The snowy-haired Dubochet, who did his important work at the European Molecular Biology Laboratory in Heidelberg before returning to Lausanne, is shown to be at first bemused and a little flustered by the hordes of excitable photographers who descend on his tranquil campus, clamouring for interviews and demanding a soundbite explanation of his work for the TV news. But Dubochet is no innocent: he was a committed anti-nuclear campaigner in Germany in the “Atomkraft? Nein Danke” era of the 80s, and the film shows it dawning on Dubochet that he can use his new platform to campaign on the new issue that he’s passionate about – the climate crisis.
Dubochet thus becomes a participant in climate-strike demos, beaming at young people’s idealism, appearing alongside Greta Thunberg, and becoming enraged at his fellow Swiss for their complacent insularity and at journalists for their supposed neutrality, and failure to report the crisis.

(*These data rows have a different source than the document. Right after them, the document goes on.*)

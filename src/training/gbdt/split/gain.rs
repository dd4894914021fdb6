//! Gain and leaf weight computation.
//!
//! [`SplitEvaluator`] is the capability the split search is parameterized
//! over. [`RegularizedEvaluator`] implements the XGBoost objective:
//!
//! ```text
//! weight = -T_α(G) / (H + λ)
//! gain   = T_α(G)² / (H + λ)
//! ```
//!
//! where `T_α` is L1 soft thresholding. When leaf weights are clamped (by
//! `max_delta_step` or monotone bounds) the gain is evaluated at the clamped
//! weight instead.

use crate::training::GradStats;

use super::super::constraints::MonotonicConstraint;
use super::super::params::TrainParams;
use super::super::tree::NodeId;

/// Gain and weight formulas used by the split search.
pub trait SplitEvaluator: Send + Sync {
    /// Gain of splitting `node` on `feature` into `left` and `right`,
    /// before subtracting the node's own gain.
    fn split_gain(&self, node: NodeId, feature: u32, left: GradStats, right: GradStats) -> f64;

    /// Gain of `stats` if kept as a leaf under `node`.
    fn node_gain(&self, node: NodeId, stats: GradStats) -> f64;

    /// Optimal (unscaled) leaf weight of `stats` under `node`.
    fn leaf_weight(&self, node: NodeId, stats: GradStats) -> f64;

    /// Sort key ranking the categories of a partition split.
    fn category_rank_key(&self, stats: GradStats) -> f64;

    /// Propagate per-node state after `parent` was split on `feature`.
    fn add_split(
        &mut self,
        _parent: NodeId,
        _left: NodeId,
        _right: NodeId,
        _feature: u32,
        _left_weight: f64,
        _right_weight: f64,
    ) {
    }

    /// Forget all per-node state before growing a new tree.
    fn begin_tree(&mut self) {}
}

/// L1 soft thresholding.
#[inline]
fn threshold_l1(g: f64, alpha: f64) -> f64 {
    if g > alpha {
        g - alpha
    } else if g < -alpha {
        g + alpha
    } else {
        0.0
    }
}

/// Weight bounds of a node, `[lower, upper]`.
#[derive(Debug, Clone, Copy, PartialEq)]
struct Bounds {
    lower: f64,
    upper: f64,
}

impl Default for Bounds {
    fn default() -> Self {
        Self { lower: f64::NEG_INFINITY, upper: f64::INFINITY }
    }
}

/// XGBoost-style regularized objective with optional monotone constraints.
#[derive(Debug, Clone)]
pub struct RegularizedEvaluator {
    reg_lambda: f64,
    reg_alpha: f64,
    min_child_weight: f64,
    max_delta_step: f64,
    /// Per-feature monotone constraint. Missing entries are unconstrained.
    monotone: Vec<MonotonicConstraint>,
    has_constraint: bool,
    /// Per-node weight bounds, only grown when constraints exist.
    bounds: Vec<Bounds>,
}

impl Default for RegularizedEvaluator {
    fn default() -> Self {
        Self::from_params(&TrainParams::default(), 0)
    }
}

impl RegularizedEvaluator {
    /// Create an evaluator from training parameters for `n_features` features.
    pub fn from_params(params: &TrainParams, n_features: u32) -> Self {
        let mut monotone = params.monotone();
        monotone.resize(n_features as usize, MonotonicConstraint::None);
        let has_constraint = monotone.iter().any(|c| c.is_constrained());
        Self {
            reg_lambda: params.reg_lambda as f64,
            reg_alpha: params.reg_alpha as f64,
            min_child_weight: params.min_child_weight as f64,
            max_delta_step: params.max_delta_step as f64,
            monotone,
            has_constraint,
            bounds: vec![Bounds::default()],
        }
    }

    #[inline]
    pub fn has_constraint(&self) -> bool {
        self.has_constraint
    }

    /// Weight bounds `(lower, upper)` of `node`.
    pub fn bounds(&self, node: NodeId) -> (f64, f64) {
        let b = self.bounds.get(node as usize).copied().unwrap_or_default();
        (b.lower, b.upper)
    }

    /// Unconstrained weight.
    fn calc_weight(&self, stats: GradStats) -> f64 {
        let h = stats.hess;
        if h < self.min_child_weight || h <= 0.0 {
            return 0.0;
        }
        let w = -threshold_l1(stats.grad, self.reg_alpha) / (h + self.reg_lambda);
        if self.max_delta_step != 0.0 {
            w.clamp(-self.max_delta_step, self.max_delta_step)
        } else {
            w
        }
    }

    /// Gain of `stats` evaluated at weight `w`.
    fn gain_given_weight(&self, stats: GradStats, w: f64) -> f64 {
        if stats.hess <= 0.0 {
            return 0.0;
        }
        -(2.0 * stats.grad * w + (stats.hess + self.reg_lambda) * w * w)
            - 2.0 * self.reg_alpha * w.abs()
    }

    /// Unconstrained gain.
    fn calc_gain(&self, stats: GradStats) -> f64 {
        let h = stats.hess;
        if h < self.min_child_weight || h <= 0.0 {
            return 0.0;
        }
        if self.max_delta_step == 0.0 {
            let g = threshold_l1(stats.grad, self.reg_alpha);
            g * g / (h + self.reg_lambda)
        } else {
            self.gain_given_weight(stats, self.calc_weight(stats))
        }
    }
}

impl SplitEvaluator for RegularizedEvaluator {
    fn split_gain(&self, node: NodeId, feature: u32, left: GradStats, right: GradStats) -> f64 {
        if !self.has_constraint {
            return self.calc_gain(left) + self.calc_gain(right);
        }
        let wl = self.leaf_weight(node, left);
        let wr = self.leaf_weight(node, right);
        let gain = self.gain_given_weight(left, wl) + self.gain_given_weight(right, wr);
        match self.monotone.get(feature as usize).copied().unwrap_or_default() {
            MonotonicConstraint::None => gain,
            MonotonicConstraint::Increasing if wl <= wr => gain,
            MonotonicConstraint::Decreasing if wl >= wr => gain,
            _ => f64::NEG_INFINITY,
        }
    }

    fn node_gain(&self, node: NodeId, stats: GradStats) -> f64 {
        if !self.has_constraint {
            return self.calc_gain(stats);
        }
        self.gain_given_weight(stats, self.leaf_weight(node, stats))
    }

    fn leaf_weight(&self, node: NodeId, stats: GradStats) -> f64 {
        let w = self.calc_weight(stats);
        if !self.has_constraint {
            return w;
        }
        let b = self.bounds.get(node as usize).copied().unwrap_or_default();
        w.max(b.lower).min(b.upper)
    }

    fn category_rank_key(&self, stats: GradStats) -> f64 {
        stats.grad / (stats.hess + self.reg_lambda)
    }

    fn begin_tree(&mut self) {
        self.bounds.clear();
        self.bounds.push(Bounds::default());
    }

    fn add_split(
        &mut self,
        parent: NodeId,
        left: NodeId,
        right: NodeId,
        feature: u32,
        left_weight: f64,
        right_weight: f64,
    ) {
        if !self.has_constraint {
            return;
        }
        let needed = parent.max(left).max(right) as usize + 1;
        if self.bounds.len() < needed {
            self.bounds.resize(needed, Bounds::default());
        }
        let parent_bounds = self.bounds[parent as usize];
        let mut lb = parent_bounds;
        let mut rb = parent_bounds;

        let mid = (left_weight + right_weight) / 2.0;
        match self.monotone.get(feature as usize).copied().unwrap_or_default() {
            MonotonicConstraint::Increasing => {
                lb.upper = mid;
                rb.lower = mid;
            }
            MonotonicConstraint::Decreasing => {
                lb.lower = mid;
                rb.upper = mid;
            }
            MonotonicConstraint::None => {}
        }
        self.bounds[left as usize] = lb;
        self.bounds[right as usize] = rb;
    }
}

He also – just maybe – becomes a little bit intoxicated by his own celebrity, a possibility hinted at during a discussion over the family dinner table. This is a thoroughly worthwhile documentary, although there is one subject I’d like to hear Dubochet address: as an anti-nuke veteran, does he have any time for environmentalists who believe that nuclear power might not be as evil as all that?
• Citizen Nobel is released on 16 December on True Story.